▶ **Description of the task**: Please copy the leading lines of the entries below exactly, concluding with the line in which "pub trait StoragePort: Send" occurs.

▶ **Entries supplied**:
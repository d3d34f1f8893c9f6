use super::ClientError;
use super::repository::RecordSource;
use crate::models::Record;
use async_trait::async_trait;
use std::collections::HashMap;
use std::path::PathBuf;
use tokio::fs;
use tokio::sync::Mutex;

/// Key/value persistence for the local mirror.
#[async_trait]
pub trait StoragePort: Send + Sync {
    async fn get(&self, key: &str) -> Result<Option<String>, ClientError>;
    async fn set(&self, key: &str, value: String) -> Result<(), ClientError>;
    async fn delete(&self, key: &str) -> Result<(), ClientError>;
}

#[derive(Default)]
pub struct MemoryStorage {
    entries: Mutex<HashMap<String, String>>,
}

impl MemoryStorage {
    pub fn new() -> Self {
        Self::default()
    }
}

#[async_trait]
impl StoragePort for MemoryStorage {
    async fn get(&self, key: &str) -> Result<Option<String>, ClientError> {
        Ok(self.entries.lock().await.get(key).cloned())
    }

    async fn set(&self, key: &str, value: String) -> Result<(), ClientError> {
        self.entries.lock().await.insert(key.to_string(), value);
        Ok(())
    }

    async fn delete(&self, key: &str) -> Result<(), ClientError> {
        self.entries.lock().await.remove(key);
        Ok(())
    }
}

/// One JSON file per key inside `dir`.
pub struct FileStorage {
    dir: PathBuf,
}

impl FileStorage {
    pub fn new(dir: impl Into<PathBuf>) -> Self {
        Self { dir: dir.into() }
    }

    fn path_for(&self, key: &str) -> PathBuf {
        let name: String = key
            .chars()
            .map(|c| if c.is_ascii_alphanumeric() || c == '-' { c } else { '_' })
            .collect();
        self.dir.join(format!("{name}.json"))
    }
}

#[async_trait]
impl StoragePort for FileStorage {
    async fn get(&self, key: &str) -> Result<Option<String>, ClientError> {
        match fs::read_to_string(self.path_for(key)).await {
            Ok(value) => Ok(Some(value)),
            Err(err) if err.kind() == std::io::ErrorKind::NotFound => Ok(None),
            Err(err) => Err(err.into()),
        }
    }

    async fn set(&self, key: &str, value: String) -> Result<(), ClientError> {
        fs::create_dir_all(&self.dir).await?;
        fs::write(self.path_for(key), value).await?;
        Ok(())
    }

    async fn delete(&self, key: &str) -> Result<(), ClientError> {
        match fs::remove_file(self.path_for(key)).await {
            Err(err) if err.kind() != std::io::ErrorKind::NotFound => Err(err.into()),
            _ => Ok(()),
        }
    }
}

/// Typed record collections stored under `shift-tracker/{resource}`.
pub struct Mirror<S> {
    storage: S,
}

impl<S: StoragePort> Mirror<S> {
    pub fn new(storage: S) -> Self {
        Self { storage }
    }

    fn key<T: Record>() -> String {
        format!("shift-tracker/{}", T::RESOURCE)
    }

    /// Overwrites the whole collection.
    pub async fn replace<T: Record>(&self, items: &[T]) -> Result<(), ClientError> {
        let payload = serde_json::to_string(items)?;
        self.storage.set(&Self::key::<T>(), payload).await
    }
}

#[async_trait]
impl<S: StoragePort> RecordSource for Mirror<S> {
    async fn list<T: Record>(&self) -> Result<Vec<T>, ClientError> {
        match self.storage.get(&Self::key::<T>()).await? {
            Some(payload) => Ok(serde_json::from_str(&payload)?),
            None => Ok(Vec::new()),
        }
    }

    async fn upsert<T: Record>(&self, items: &[T]) -> Result<(), ClientError> {
        let mut stored: Vec<T> = self.list().await?;
        for item in items {
            match stored.iter_mut().find(|existing| existing.id() == item.id()) {
                Some(existing) => *existing = item.clone(),
                None => stored.push(item.clone()),
            }
        }
        self.replace(&stored).await
    }

    async fn delete<T: Record>(&self, id: &str) -> Result<(), ClientError> {
        let mut stored: Vec<T> = self.list().await?;
        stored.retain(|item| item.id() != id);
        self.replace(&stored).await
    }
}

#[cfg(test)]
mod tests {
    use super::*;
    use crate::models::SavedLocation;

    fn location(id: &str, name: &str) -> SavedLocation {
        SavedLocation {
            id: id.into(),
            name: name.into(),
            usage_count: 0,
        }
    }

    #[tokio::test]
    async fn memory_storage_round_trips_and_deletes() {
        let storage = MemoryStorage::new();
        assert_eq!(storage.get("k").await.unwrap(), None);
        storage.set("k", "v".into()).await.unwrap();
        assert_eq!(storage.get("k").await.unwrap().as_deref(), Some("v"));
        storage.delete("k").await.unwrap();
        assert_eq!(storage.get("k").await.unwrap(), None);
    }

    #[tokio::test]
    async fn file_storage_keeps_one_file_per_key() {
        let dir = tempfile::tempdir().unwrap();
        let storage = FileStorage::new(dir.path().join("mirror"));

        storage.set("shift-tracker/shifts", "[]".into()).await.unwrap();
        assert!(dir.path().join("mirror/shift-tracker_shifts.json").exists());
        assert_eq!(
            storage.get("shift-tracker/shifts").await.unwrap().as_deref(),
            Some("[]")
        );

        storage.delete("shift-tracker/shifts").await.unwrap();
        storage.delete("shift-tracker/shifts").await.unwrap();
        assert_eq!(storage.get("shift-tracker/shifts").await.unwrap(), None);
    }

    #[tokio::test]
    async fn mirror_upserts_by_id_and_removes() {
        let mirror = Mirror::new(MemoryStorage::new());
        mirror
            .upsert(&[location("a", "Clinic North"), location("b", "Hospital Central")])
            .await
            .unwrap();
        mirror.upsert(&[location("a", "Clinic North Wing")]).await.unwrap();

        let stored: Vec<SavedLocation> = mirror.list().await.unwrap();
        assert_eq!(stored.len(), 2);
        assert_eq!(stored[0].name, "Clinic North Wing");

        mirror.delete::<SavedLocation>("b").await.unwrap();
        mirror.delete::<SavedLocation>("missing").await.unwrap();
        let stored: Vec<SavedLocation> = mirror.list().await.unwrap();
        assert_eq!(stored, vec![location("a", "Clinic North Wing")]);
    }

    #[tokio::test]
    async fn corrupt_mirror_is_an_error() {
        let storage = MemoryStorage::new();
        storage
            .set("shift-tracker/locations", "{oops".into())
            .await
            .unwrap();
        let mirror = Mirror::new(storage);
        assert!(matches!(
            mirror.list::<SavedLocation>().await,
            Err(ClientError::Decode(_))
        ));
    }
}
use crate::errors::AppError;
use crate::models::{AppData, Record};
use serde_json::{Map, Value};
use std::collections::BTreeMap;
use std::path::Path;
use thiserror::Error;
use tokio::fs;
use tracing::{error, warn};

pub async fn load_data(path: &Path) -> AppData {
    match fs::read(path).await {
        Ok(bytes) => match serde_json::from_slice(&bytes) {
            Ok(data) => data,
            Err(err) => {
                error!("failed to parse data file: {err}");
                AppData::default()
            }
        },
        Err(err) if err.kind() == std::io::ErrorKind::NotFound => AppData::default(),
        Err(err) => {
            error!("failed to read data file: {err}");
            AppData::default()
        }
    }
}

pub async fn persist_data(path: &Path, data: &AppData) -> Result<(), AppError> {
    let payload = serde_json::to_vec_pretty(data).map_err(AppError::internal)?;
    fs::write(path, payload).await.map_err(AppError::internal)?;
    Ok(())
}

/// Why a single item of an upsert batch was not written.
#[derive(Debug, Error)]
pub enum ItemError {
    #[error("item is not a JSON object")]
    NotAnObject,
    #[error("item has no string `id`")]
    MissingId,
    #[error("item does not form a valid record: {0}")]
    Invalid(#[from] serde_json::Error),
}

#[derive(Debug, Default, Clone, Copy, PartialEq, Eq)]
pub struct UpsertReport {
    pub written: usize,
    pub skipped: usize,
}

/// Splits a request body into upsert items: an array yields its elements,
/// a lone object yields itself.
pub fn parse_items(body: &[u8]) -> Result<Vec<Value>, AppError> {
    match serde_json::from_slice::<Value>(body)? {
        Value::Array(items) => Ok(items),
        item @ Value::Object(_) => Ok(vec![item]),
        _ => Err(AppError::bad_request(
            "body must be a JSON object or an array of objects",
        )),
    }
}

/// Inserts the item, or merges its fields over the stored row with the same
/// id. Columns the item leaves out keep their stored value.
pub fn upsert_value<T: Record>(
    table: &mut BTreeMap<String, T>,
    item: Value,
) -> Result<String, ItemError> {
    let Value::Object(fields) = item else {
        return Err(ItemError::NotAnObject);
    };
    let id = fields
        .get("id")
        .and_then(Value::as_str)
        .ok_or(ItemError::MissingId)?
        .to_string();

    let mut merged = match table.get(&id).map(serde_json::to_value).transpose()? {
        Some(Value::Object(existing)) => existing,
        _ => Map::new(),
    };
    merged.extend(fields);

    let record: T = serde_json::from_value(Value::Object(merged))?;
    table.insert(id.clone(), record);
    Ok(id)
}

/// Best-effort batch upsert: failing items are logged and skipped.
pub fn upsert_all<T: Record>(table: &mut BTreeMap<String, T>, items: Vec<Value>) -> UpsertReport {
    let mut report = UpsertReport::default();
    for (index, item) in items.into_iter().enumerate() {
        match upsert_value(table, item) {
            Ok(_) => report.written += 1,
            Err(err) => {
                warn!(resource = T::RESOURCE, index, "skipping item: {err}");
                report.skipped += 1;
            }
        }
    }
    report
}

/// Full-record replace of a typed row.
pub fn put<T: Record>(table: &mut BTreeMap<String, T>, record: T) {
    table.insert(record.id().to_string(), record);
}

/// Removes the row if present. Returns whether anything was removed.
pub fn remove<T: Record>(table: &mut BTreeMap<String, T>, id: &str) -> bool {
    table.remove(id).is_some()
}

#[cfg(test)]
mod tests {
    use super::*;
    use crate::models::{MonthlyTarget, PaymentStatus, SavedLocation, ShiftEntry};
    use serde_json::json;

    fn shift_json(id: &str, date: &str) -> Value {
        json!({
            "id": id,
            "date": date,
            "startTime": "07:00",
            "endTime": "19:00",
            "location": "Hospital Central",
            "specialty": "Emergency",
            "shiftType": "12h",
            "paymentAmount": 1200.0,
            "paymentStatus": "pending"
        })
    }

    #[test]
    fn parse_items_accepts_object_or_array() {
        assert_eq!(parse_items(br#"{"id":"a"}"#).unwrap().len(), 1);
        assert_eq!(parse_items(br#"[{"id":"a"},{"id":"b"}]"#).unwrap().len(), 2);
        assert_eq!(
            parse_items(b"not json").unwrap_err().status,
            axum::http::StatusCode::BAD_REQUEST
        );
        assert!(parse_items(b"42").is_err());
    }

    #[test]
    fn upsert_inserts_then_merges_provided_fields() {
        let mut data = AppData::default();
        upsert_value(&mut data.shifts, shift_json("s1", "2024-01-10")).unwrap();

        upsert_value(
            &mut data.shifts,
            json!({ "id": "s1", "paymentStatus": "received", "notes": "paid by transfer" }),
        )
        .unwrap();

        let stored = &data.shifts["s1"];
        assert_eq!(stored.payment_status, PaymentStatus::Received);
        assert_eq!(stored.notes.as_deref(), Some("paid by transfer"));
        assert_eq!(stored.date, "2024-01-10");
        assert_eq!(stored.payment_amount, 1200.0);
    }

    #[test]
    fn batch_upsert_skips_bad_items_and_keeps_going() {
        let mut data = AppData::default();
        let report = upsert_all::<ShiftEntry>(
            &mut data.shifts,
            vec![
                shift_json("s1", "2024-01-10"),
                json!({ "date": "2024-01-11" }),
                json!({ "id": "s3", "date": "2024-01-12" }),
                json!("nope"),
                shift_json("s5", "2024-01-14"),
            ],
        );

        assert_eq!(report, UpsertReport { written: 2, skipped: 3 });
        assert!(data.shifts.contains_key("s1"));
        assert!(data.shifts.contains_key("s5"));
        assert!(!data.shifts.contains_key("s3"));
    }

    #[test]
    fn target_and_location_defaults_fill_missing_amounts() {
        let mut data = AppData::default();
        upsert_value::<MonthlyTarget>(
            &mut data.targets,
            json!({ "id": "2024-02", "year": "2024", "month": "02", "expected": 5000.0 }),
        )
        .unwrap();
        upsert_value::<SavedLocation>(
            &mut data.locations,
            json!({ "id": "l1", "name": "Clinic North" }),
        )
        .unwrap();

        assert_eq!(data.targets["2024-02"].actual, 0.0);
        assert_eq!(data.locations["l1"].usage_count, 0);
    }

    #[test]
    fn null_columns_upsert_as_defaults() {
        let mut data = AppData::default();
        let report = upsert_all(
            &mut data.shifts,
            vec![json!({
                "id": "n1",
                "date": "2024-01-10",
                "startTime": "07:00",
                "endTime": "19:00",
                "location": "Hospital Central",
                "specialty": null,
                "shiftType": null,
                "paymentAmount": null,
                "paymentStatus": null,
                "notes": null,
                "color": null
            })],
        );

        assert_eq!(report, UpsertReport { written: 1, skipped: 0 });
        let stored = &data.shifts["n1"];
        assert_eq!(stored.specialty, "");
        assert_eq!(stored.payment_amount, 0.0);
        assert_eq!(stored.payment_status, PaymentStatus::Pending);
        assert_eq!(stored.notes, None);
    }

    #[test]
    fn remove_only_touches_the_given_id() {
        let mut data = AppData::default();
        upsert_value::<ShiftEntry>(&mut data.shifts, shift_json("s1", "2024-01-10")).unwrap();
        upsert_value::<ShiftEntry>(&mut data.shifts, shift_json("s2", "2024-01-11")).unwrap();

        assert!(remove(&mut data.shifts, "s1"));
        assert!(!remove(&mut data.shifts, "missing"));
        assert_eq!(data.shifts.len(), 1);
        assert!(data.shifts.contains_key("s2"));
    }

    #[tokio::test]
    async fn persisted_data_loads_back() {
        let dir = tempfile::tempdir().unwrap();
        let path = dir.path().join("state.json");

        let mut data = AppData::default();
        put(&mut data.targets, MonthlyTarget::new(2024, 3, 4000.0, 1000.0));
        persist_data(&path, &data).await.unwrap();

        let loaded = load_data(&path).await;
        assert_eq!(loaded.targets["2024-03"].expected, 4000.0);
        assert!(load_data(&dir.path().join("missing.json")).await.shifts.is_empty());
    }
}
//! Server-rendered views. Form posts write through the same tables as the
//! JSON API and answer with `303 See Other`.

use crate::errors::AppError;
use crate::forms::{FieldErrors, LocationForm, ShiftForm, TargetForm, YEAR_RANGE};
use crate::models::{AppData, SavedLocation};
use crate::recurrence::parse_date;
use crate::state::AppState;
use crate::stats::{
    build_dashboard, calendar_month, date_key, day_shifts, distinct_locations,
    distinct_specialties, location_usage, monthly_breakdown, payment_totals, pending_shifts,
    recent_transactions, search_locations, sorted_desc, year_progress, ShiftFilter, CHART_MONTHS,
    RECENT_TRANSACTIONS_LEN,
};
use crate::storage::{put, remove};
use crate::ui::{
    render_calendar, render_dashboard, render_financial, render_locations, render_shifts,
    CalendarPage, FinancialPage, LocationsPage, ShiftsPage,
};
use axum::{
    extract::{Path, Query, State},
    http::StatusCode,
    response::{Html, IntoResponse, Redirect, Response},
    Form,
};
use chrono::{Datelike, Local, NaiveDate};
use serde::Deserialize;
use tracing::info;
use uuid::Uuid;

fn new_id() -> String {
    Uuid::new_v4().to_string()
}

fn today() -> NaiveDate {
    Local::now().date_naive()
}

fn invalid(html: String) -> Response {
    (StatusCode::UNPROCESSABLE_ENTITY, Html(html)).into_response()
}

pub async fn dashboard(State(state): State<AppState>) -> Html<String> {
    let shifts = state.data.lock().await.shift_list();
    Html(render_dashboard(&build_dashboard(&shifts)))
}

#[derive(Debug, Default, Deserialize)]
#[serde(default)]
pub struct ShiftsQuery {
    edit: Option<String>,
    date: Option<String>,
}

pub async fn shifts(State(state): State<AppState>, Query(query): Query<ShiftsQuery>) -> Html<String> {
    let data = state.data.lock().await;
    let form = match query.edit.as_deref().and_then(|id| data.shifts.get(id)) {
        Some(shift) => ShiftForm::from_shift(shift),
        None => ShiftForm {
            date: query
                .date
                .filter(|date| parse_date(date).is_ok())
                .unwrap_or_else(|| date_key(today())),
            ..ShiftForm::default()
        },
    };
    Html(shifts_view(&data, &form, &FieldErrors::default(), None))
}

fn shifts_view(
    data: &AppData,
    form: &ShiftForm,
    errors: &FieldErrors,
    preview: Option<(Vec<String>, usize)>,
) -> String {
    let shifts = data.shift_list();
    let locations = data.location_list();
    let usage = location_usage(&shifts);
    let mut location_names: Vec<String> = search_locations(&locations, &usage, "")
        .into_iter()
        .map(|location| location.name.clone())
        .collect();
    for name in distinct_locations(&shifts) {
        if !location_names.contains(&name) {
            location_names.push(name);
        }
    }

    render_shifts(&ShiftsPage {
        shifts: &sorted_desc(&shifts),
        form,
        errors,
        preview,
        location_names: &location_names,
    })
}

/// Create, edit or preview. Invalid input re-renders the form with 422.
pub async fn save_shift(
    State(state): State<AppState>,
    Form(form): Form<ShiftForm>,
) -> Result<Response, AppError> {
    let mut data = state.data.lock().await;

    if form.is_preview() {
        let errors = form.validate(new_id).err().unwrap_or_default();
        let preview = form.preview();
        return Ok(Html(shifts_view(&data, &form, &errors, preview)).into_response());
    }

    let entries = match form.validate(new_id) {
        Ok(entries) => entries,
        Err(errors) => return Ok(invalid(shifts_view(&data, &form, &errors, None))),
    };

    let count = entries.len();
    for entry in entries {
        put(&mut data.shifts, entry);
    }
    remember_location(&mut data, &form.location);
    state.persist(&data).await?;
    info!(count, edit = form.is_edit(), "saved shifts");

    Ok(Redirect::to("/shifts").into_response())
}

/// Adds a location typed into the shift form to the saved list and refreshes
/// its usage count.
fn remember_location(data: &mut AppData, name: &str) {
    let name = name.trim();
    if name.is_empty() {
        return;
    }
    let used = data.shifts.values().filter(|shift| shift.location == name).count() as u32;
    match data.locations.values_mut().find(|location| location.name == name) {
        Some(location) => location.usage_count = used,
        None => put(
            &mut data.locations,
            SavedLocation {
                id: new_id(),
                name: name.to_string(),
                usage_count: used,
            },
        ),
    }
}

pub async fn delete_shift(
    State(state): State<AppState>,
    Path(id): Path<String>,
) -> Result<Redirect, AppError> {
    let mut data = state.data.lock().await;
    if remove(&mut data.shifts, &id) {
        state.persist(&data).await?;
        info!(id = %id, "deleted shift");
    }
    Ok(Redirect::to("/shifts"))
}

#[derive(Debug, Default, Deserialize)]
#[serde(default)]
pub struct ToggleForm {
    next: String,
}

pub async fn toggle_payment(
    State(state): State<AppState>,
    Path(id): Path<String>,
    Form(form): Form<ToggleForm>,
) -> Result<Redirect, AppError> {
    let mut data = state.data.lock().await;
    if let Some(shift) = data.shifts.get_mut(&id) {
        shift.payment_status = shift.payment_status.toggled();
        let status = shift.payment_status;
        state.persist(&data).await?;
        info!(id = %id, status = status.as_str(), "toggled payment");
    }

    Ok(Redirect::to(local_path(&form.next).unwrap_or("/shifts")))
}

/// Accepts only same-origin paths; `//host` and `/\host` are rejected.
fn local_path(next: &str) -> Option<&str> {
    let mut chars = next.chars();
    match (chars.next(), chars.next()) {
        (Some('/'), Some('/' | '\\')) => None,
        (Some('/'), _) => Some(next),
        _ => None,
    }
}

#[derive(Debug, Default, Deserialize)]
#[serde(default)]
pub struct CalendarQuery {
    month: Option<String>,
    date: Option<String>,
    location: Option<String>,
    specialty: Option<String>,
}

/// `YYYY-MM` to a valid `(year, month)`.
fn parse_month(value: &str) -> Option<(i32, u32)> {
    let (year, month) = value.trim().split_once('-')?;
    let year = year.parse().ok()?;
    let month = month.parse().ok()?;
    NaiveDate::from_ymd_opt(year, month, 1).map(|_| (year, month))
}

pub async fn calendar(
    State(state): State<AppState>,
    Query(query): Query<CalendarQuery>,
) -> Result<Html<String>, AppError> {
    let shifts = state.data.lock().await.shift_list();
    let today = today();
    let selected_date = query.date.as_deref().and_then(|date| parse_date(date).ok());

    let (year, month) = query
        .month
        .as_deref()
        .and_then(parse_month)
        .or_else(|| selected_date.map(|date| (date.year(), date.month())))
        .unwrap_or((today.year(), today.month()));

    let filter = ShiftFilter::from_params(query.location.as_deref(), query.specialty.as_deref());
    let grid = calendar_month(&shifts, year, month, &filter)
        .ok_or_else(|| AppError::bad_request("invalid month"))?;
    let selected_key = selected_date.map(date_key);
    let selected = selected_key
        .as_deref()
        .map(|key| (key, day_shifts(&shifts, key, &filter)));

    Ok(Html(render_calendar(&CalendarPage {
        month: &grid,
        filter: &filter,
        locations: &distinct_locations(&shifts),
        specialties: &distinct_specialties(&shifts),
        today: &date_key(today),
        selected,
    })))
}

#[derive(Debug, Default, Deserialize)]
#[serde(default)]
pub struct FinancialQuery {
    year: Option<String>,
}

fn year_or_current(value: Option<&str>) -> i32 {
    value
        .and_then(|year| year.trim().parse().ok())
        .filter(|year| YEAR_RANGE.contains(year))
        .unwrap_or_else(|| today().year())
}

pub async fn financial(
    State(state): State<AppState>,
    Query(query): Query<FinancialQuery>,
) -> Html<String> {
    let data = state.data.lock().await;
    let year = year_or_current(query.year.as_deref());
    Html(financial_view(&data, year, &FieldErrors::default()))
}

fn financial_view(data: &AppData, year: i32, errors: &FieldErrors) -> String {
    let shifts = data.shift_list();
    let breakdown = monthly_breakdown(&shifts, CHART_MONTHS);
    let progress = year_progress(&data.targets, year);

    render_financial(&FinancialPage {
        year,
        totals: payment_totals(&shifts),
        breakdown: &breakdown,
        progress: &progress,
        pending: &pending_shifts(&shifts),
        recent: &recent_transactions(&shifts, RECENT_TRANSACTIONS_LEN),
        errors,
    })
}

pub async fn save_target(
    State(state): State<AppState>,
    Form(form): Form<TargetForm>,
) -> Result<Response, AppError> {
    let mut data = state.data.lock().await;
    let target = match form.validate() {
        Ok(target) => target,
        Err(errors) => {
            let year = year_or_current(Some(&form.year));
            return Ok(invalid(financial_view(&data, year, &errors)));
        }
    };

    let location = format!("/financial?year={}", target.year);
    info!(id = %target.id, expected = target.expected, actual = target.actual, "saved target");
    put(&mut data.targets, target);
    state.persist(&data).await?;

    Ok(Redirect::to(&location).into_response())
}

#[derive(Debug, Default, Deserialize)]
#[serde(default)]
pub struct LocationsQuery {
    q: String,
    edit: Option<String>,
}

pub async fn locations(
    State(state): State<AppState>,
    Query(query): Query<LocationsQuery>,
) -> Html<String> {
    let data = state.data.lock().await;
    Html(locations_view(
        &data,
        &query.q,
        query.edit.as_deref(),
        &FieldErrors::default(),
    ))
}

fn locations_view(data: &AppData, query: &str, editing: Option<&str>, errors: &FieldErrors) -> String {
    let shifts = data.shift_list();
    let saved = data.location_list();
    let usage = location_usage(&shifts);
    let rows: Vec<(&SavedLocation, usize)> = search_locations(&saved, &usage, query)
        .into_iter()
        .map(|location| {
            let used = usage.get(location.name.as_str()).copied().unwrap_or(0);
            (location, used)
        })
        .collect();

    render_locations(&LocationsPage {
        locations: &rows,
        query,
        editing,
        errors,
    })
}

pub async fn save_location(
    State(state): State<AppState>,
    Form(form): Form<LocationForm>,
) -> Result<Response, AppError> {
    let mut data = state.data.lock().await;
    match form.validate(&data.locations, new_id) {
        Ok(Some(location)) => {
            info!(id = %location.id, name = %location.name, "saved location");
            put(&mut data.locations, location);
            state.persist(&data).await?;
        }
        Ok(None) => {}
        Err(errors) => return Ok(invalid(locations_view(&data, "", None, &errors))),
    }
    Ok(Redirect::to("/locations").into_response())
}

pub async fn delete_location(
    State(state): State<AppState>,
    Path(id): Path<String>,
) -> Result<Redirect, AppError> {
    let mut data = state.data.lock().await;
    if remove(&mut data.locations, &id) {
        state.persist(&data).await?;
        info!(id = %id, "deleted location");
    }
    Ok(Redirect::to("/locations"))
}

#[cfg(test)]
mod tests {
    use super::*;
    use crate::models::{PaymentStatus, ShiftEntry, ShiftType};

    fn shift(id: &str, location: &str) -> ShiftEntry {
        ShiftEntry {
            id: id.to_string(),
            date: "2024-05-01".to_string(),
            start_time: "07:00".to_string(),
            end_time: "19:00".to_string(),
            location: location.to_string(),
            specialty: "ICU".to_string(),
            shift_type: ShiftType::TwelveHour,
            payment_amount: 1000.0,
            payment_status: PaymentStatus::Pending,
            notes: None,
            color: None,
        }
    }

    #[test]
    fn redirect_targets_stay_on_this_site() {
        assert_eq!(local_path("/financial?year=2031"), Some("/financial?year=2031"));
        assert_eq!(local_path("/"), Some("/"));
        assert_eq!(local_path("//evil.example"), None);
        assert_eq!(local_path("/\\evil.example"), None);
        assert_eq!(local_path("https://evil.example"), None);
        assert_eq!(local_path(""), None);
    }

    #[test]
    fn out_of_range_years_fall_back_to_current() {
        let current = today().year();
        assert_eq!(year_or_current(Some("2031")), 2031);
        assert_eq!(year_or_current(Some("2147483647")), current);
        assert_eq!(year_or_current(Some("-2147483648")), current);
        assert_eq!(year_or_current(Some("next")), current);

        let html = financial_view(
            &AppData::default(),
            year_or_current(Some("2147483647")),
            &FieldErrors::default(),
        );
        assert!(html.contains(&format!("Monthly targets {current}")));
    }

    #[test]
    fn month_parameter_must_be_a_real_month() {
        assert_eq!(parse_month("2024-02"), Some((2024, 2)));
        assert_eq!(parse_month("2024-13"), None);
        assert_eq!(parse_month("soon"), None);
    }

    #[test]
    fn typed_locations_are_remembered_with_usage() {
        let mut data = AppData::default();
        put(&mut data.shifts, shift("a", "Clinic North"));
        put(&mut data.shifts, shift("b", "Clinic North"));

        remember_location(&mut data, " Clinic North ");
        let saved = data.location_list();
        assert_eq!(saved.len(), 1);
        assert_eq!(saved[0].usage_count, 2);

        put(&mut data.shifts, shift("c", "Clinic North"));
        remember_location(&mut data, "Clinic North");
        assert_eq!(data.location_list()[0].usage_count, 3);

        remember_location(&mut data, "   ");
        assert_eq!(data.locations.len(), 1);
    }
}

▶ **Task solution**:
repository d3d34f1f8893c9f6
use super::ClientError;
use super::repository::RecordSource;
use crate::models::Record;
use async_trait::async_trait;
use std::collections::HashMap;
use std::path::PathBuf;
use tokio::fs;
use tokio::sync::Mutex;

/// Key/value persistence for the local mirror.
#[async_trait]
pub trait StoragePort: Send + Sync {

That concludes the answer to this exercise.